Dill is a funny plant. It feels tickly and has a very strong taste. Gran and Auntie Ruth use it a lot when cooking our meals. Mum cooks fish for me and my sister every Friday, and adds the Dill to help it taste even better.
Dad says that it is good for the goats. Whenever we are out on the hills and we find a dill bush, we herd the goats over to it – although the goats easily find it themselves because of its strong smell!
Grow your dill
Dill grows long roots, so if you are growing in a plant pot or container make sure that it is quite deep.
Sow seeds in shallow 1/2 inch (1cm) deep rows and lightly cover with soil.
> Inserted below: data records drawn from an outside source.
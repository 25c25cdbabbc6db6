use crate::helper::document_access;
use crate::helper::form_helpers::{coerce_f64, coerce_i64, require, FormError, FormMode, ParsedForm};
use crate::models::db_operations::documents_db_operations::DocumentStore;
use crate::models::document::{Collection, DocumentWrite};
use crate::models::Service;
use serde::Serialize;

/// The in-progress service record. Numeric fields hold the raw input text
/// until submit.
#[derive(Debug, Clone, PartialEq, Serialize)]
pub struct ServiceDraft {
    pub title: String,
    pub duration: String,
    pub highlights: Vec<String>,
    pub order: String,
    pub price: String,
    pub contact_number: String,
}

impl ServiceDraft {
    pub fn blank() -> Self {
        ServiceDraft {
            title: String::new(),
            duration: String::new(),
            highlights: vec![String::new()],
            order: "0".to_string(),
            price: "0".to_string(),
            contact_number: String::new(),
        }
    }

    pub fn from_service(service: &Service) -> Self {
        let highlights = if service.highlights.is_empty() {
            vec![String::new()]
        } else {
            service.highlights.clone()
        };
        ServiceDraft {
            title: service.title.clone(),
            duration: service.duration.clone(),
            highlights,
            order: service.order.to_string(),
            price: service.price.to_string(),
            contact_number: service.contact_number.clone(),
        }
    }

    pub fn from_form(form: &ParsedForm) -> Self {
        let field = |key: &str| form.get(key).unwrap_or_default().to_string();
        let mut highlights = form.get_all("highlights");
        if highlights.is_empty() {
            highlights.push(String::new());
        }
        ServiceDraft {
            title: field("title"),
            duration: field("duration"),
            highlights,
            order: field("order"),
            price: field("price"),
            contact_number: field("contact_number"),
        }
    }

    /// Blank highlight entries are dropped here and nowhere else.
    pub fn filtered_highlights(&self) -> Vec<String> {
        self.highlights
            .iter()
            .filter(|h| !h.trim().is_empty())
            .cloned()
            .collect()
    }

    /// Validates required fields, coerces numbers, and builds the full write.
    pub fn to_write(&self) -> Result<DocumentWrite, FormError> {
        require(&self.title, "Title")?;
        require(&self.duration, "Duration")?;
        require(&self.contact_number, "Contact number")?;
        let price = coerce_f64(&self.price, "Price")?;
        let order = coerce_i64(&self.order, "Order")?;

        Ok(DocumentWrite::new()
            .set("title", self.title.as_str())
            .set("duration", self.duration.as_str())
            .set("highlights", self.filtered_highlights())
            .set("order", order)
            .set("price", price)
            .set("whatsappNumber", self.contact_number.as_str()))
    }
}

#[derive(Debug, Clone, Serialize)]
pub struct ServiceFormController {
    mode: FormMode,
    draft: ServiceDraft,
    error: Option<String>,
}

impl ServiceFormController {
    pub fn closed() -> Self {
        ServiceFormController { mode: FormMode::Closed, draft: ServiceDraft::blank(), error: None }
    }

    pub fn creating() -> Self {
        ServiceFormController { mode: FormMode::Creating, draft: ServiceDraft::blank(), error: None }
    }

    pub fn editing(service: &Service) -> Self {
        ServiceFormController {
            mode: FormMode::Editing { id: service.id.clone() },
            draft: ServiceDraft::from_service(service),
            error: None,
        }
    }

    /// Picks a submitted form back up: its mode from the hidden id, its draft from the fields.
    pub fn resume(form: &ParsedForm) -> Self {
        ServiceFormController {
            mode: FormMode::from_editing_id(form.get("editing_id")),
            draft: ServiceDraft::from_form(form),
            error: None,
        }
    }

    pub fn mode(&self) -> &FormMode {
        &self.mode
    }

    pub fn draft(&self) -> &ServiceDraft {
        &self.draft
    }

    pub fn error(&self) -> Option<&str> {
        self.error.as_deref()
    }

    pub fn add_highlight(&mut self) {
        self.draft.highlights.push(String::new());
    }

    pub fn update_highlight(&mut self, index: usize, value: &str) {
        if let Some(slot) = self.draft.highlights.get_mut(index) {
            *slot = value.to_string();
        }
    }

    /// The last remaining entry is never removed.
    pub fn remove_highlight(&mut self, index: usize) {
        if self.draft.highlights.len() > 1 && index < self.draft.highlights.len() {
            self.draft.highlights.remove(index);
        }
    }

    pub fn cancel(&mut self) {
        *self = Self::closed();
    }

    /// Creates or updates the record. `Ok(true)` means saved and closed;
    /// `Ok(false)` means the backend failed (already logged) and the form stays
    /// open with its draft. Validation problems come back as `Err` and are also
    /// kept for display.
    pub fn submit(&mut self, store: &dyn DocumentStore) -> Result<bool, FormError> {
        if !self.mode.is_open() {
            return Err(FormError::NotOpen);
        }
        let write = match self.draft.to_write() {
            Ok(write) => write,
            Err(e) => {
                self.error = Some(e.to_string());
                return Err(e);
            }
        };

        let saved = match &self.mode {
            FormMode::Closed => return Err(FormError::NotOpen),
            FormMode::Creating => document_access::create(store, Collection::Services, &write),
            FormMode::Editing { id } => document_access::update(store, Collection::Services, id, &write),
        };

        if saved {
            *self = Self::closed();
        }
        Ok(saved)
    }
}
use crate::helper::document_access;
use crate::helper::form_helpers::{require, FormError, FormMode, ParsedForm};
use crate::models::db_operations::documents_db_operations::DocumentStore;
use crate::models::document::{Collection, DocumentWrite};
use crate::models::{Impact, NewsItem};
use serde::Serialize;

#[derive(Debug, Clone, PartialEq, Serialize)]
pub struct NewsDraft {
    pub title: String,
    pub content: String,
    pub impact: String,
}

impl NewsDraft {
    pub fn blank() -> Self {
        NewsDraft {
            title: String::new(),
            content: String::new(),
            impact: Impact::default().as_str().to_string(),
        }
    }

    pub fn from_news(item: &NewsItem) -> Self {
        NewsDraft {
            title: item.title.clone(),
            content: item.content.clone(),
            impact: item.impact.as_str().to_string(),
        }
    }

    pub fn from_form(form: &ParsedForm) -> Self {
        NewsDraft {
            title: form.get("title").unwrap_or_default().to_string(),
            content: form.get("content").unwrap_or_default().to_string(),
            impact: form
                .get("impact")
                .filter(|v| !v.trim().is_empty())
                .unwrap_or(Impact::default().as_str())
                .to_string(),
        }
    }

    /// Fields shared by create and edit. Never includes the timestamp or the active flag.
    pub fn to_write(&self) -> Result<DocumentWrite, FormError> {
        require(&self.title, "Title")?;
        require(&self.content, "Content")?;
        let impact: Impact = self
            .impact
            .parse()
            .map_err(|_| FormError::InvalidImpact(self.impact.clone()))?;

        Ok(DocumentWrite::new()
            .set("title", self.title.as_str())
            .set("content", self.content.as_str())
            .set("impact", impact.as_str()))
    }
}

#[derive(Debug, Clone, Serialize)]
pub struct NewsFormController {
    mode: FormMode,
    draft: NewsDraft,
    error: Option<String>,
}

impl NewsFormController {
    pub fn closed() -> Self {
        NewsFormController { mode: FormMode::Closed, draft: NewsDraft::blank(), error: None }
    }

    pub fn creating() -> Self {
        NewsFormController { mode: FormMode::Creating, draft: NewsDraft::blank(), error: None }
    }

    pub fn editing(item: &NewsItem) -> Self {
        NewsFormController {
            mode: FormMode::Editing { id: item.id.clone() },
            draft: NewsDraft::from_news(item),
            error: None,
        }
    }

    pub fn resume(form: &ParsedForm) -> Self {
        NewsFormController {
            mode: FormMode::from_editing_id(form.get("editing_id")),
            draft: NewsDraft::from_form(form),
            error: None,
        }
    }

    pub fn mode(&self) -> &FormMode {
        &self.mode
    }

    pub fn draft(&self) -> &NewsDraft {
        &self.draft
    }

    pub fn error(&self) -> Option<&str> {
        self.error.as_deref()
    }

    pub fn cancel(&mut self) {
        *self = Self::closed();
    }

    /// New items start active with a server-assigned timestamp; edits write
    /// only title, content, and impact. Same result contract as the service form.
    pub fn submit(&mut self, store: &dyn DocumentStore) -> Result<bool, FormError> {
        if !self.mode.is_open() {
            return Err(FormError::NotOpen);
        }
        let write = match self.draft.to_write() {
            Ok(write) => write,
            Err(e) => {
                self.error = Some(e.to_string());
                return Err(e);
            }
        };

        let saved = match &self.mode {
            FormMode::Closed => return Err(FormError::NotOpen),
            FormMode::Creating => {
                let write = write.server_timestamp("createdAt").set("isActive", true);
                document_access::create(store, Collection::News, &write)
            }
            FormMode::Editing { id } => document_access::update(store, Collection::News, id, &write),
        };

        if saved {
            *self = Self::closed();
        }
        Ok(saved)
    }
}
Make sure the soil is damp, but not too wet.
After 10 – 14 days, you should begin to see some green leaves.
Once they are growing, dill does not like to be moved so make sure that there is plenty of room between each plant for them to grow.
For older children
Dill is a herb mainly used for flavouring in stews and soups. The plant can also be used to attract caterpillars and other predatorial animals to help get rid of any garden pests. Dill should be planted in springtime, as the weather is beginning to get warmer and drier, and there is less likely to be rain and frost.
When we were looking at cumin we came across this passage from the Hebrew Bible (or Old Testament).
25 When they have levelled its surface,Isaiah 28:25-27 (NRSV)
do they not scatter dill, sow cummin,
and plant wheat in rows
and barley in its proper place,
and spelt as the border?
27 Dill is not threshed with a threshing-sledge,
nor is a cartwheel rolled over cummin;
but dill is beaten out with a stick,
and cummin with a rod.
It probably does not refer to the plant that we, today, call dill. Instead it is more likely to be a plant called black cumin. Even today, in some places, the seeds are harvested by hitting the plants with a wooden stick so that the seeds drop to the ground.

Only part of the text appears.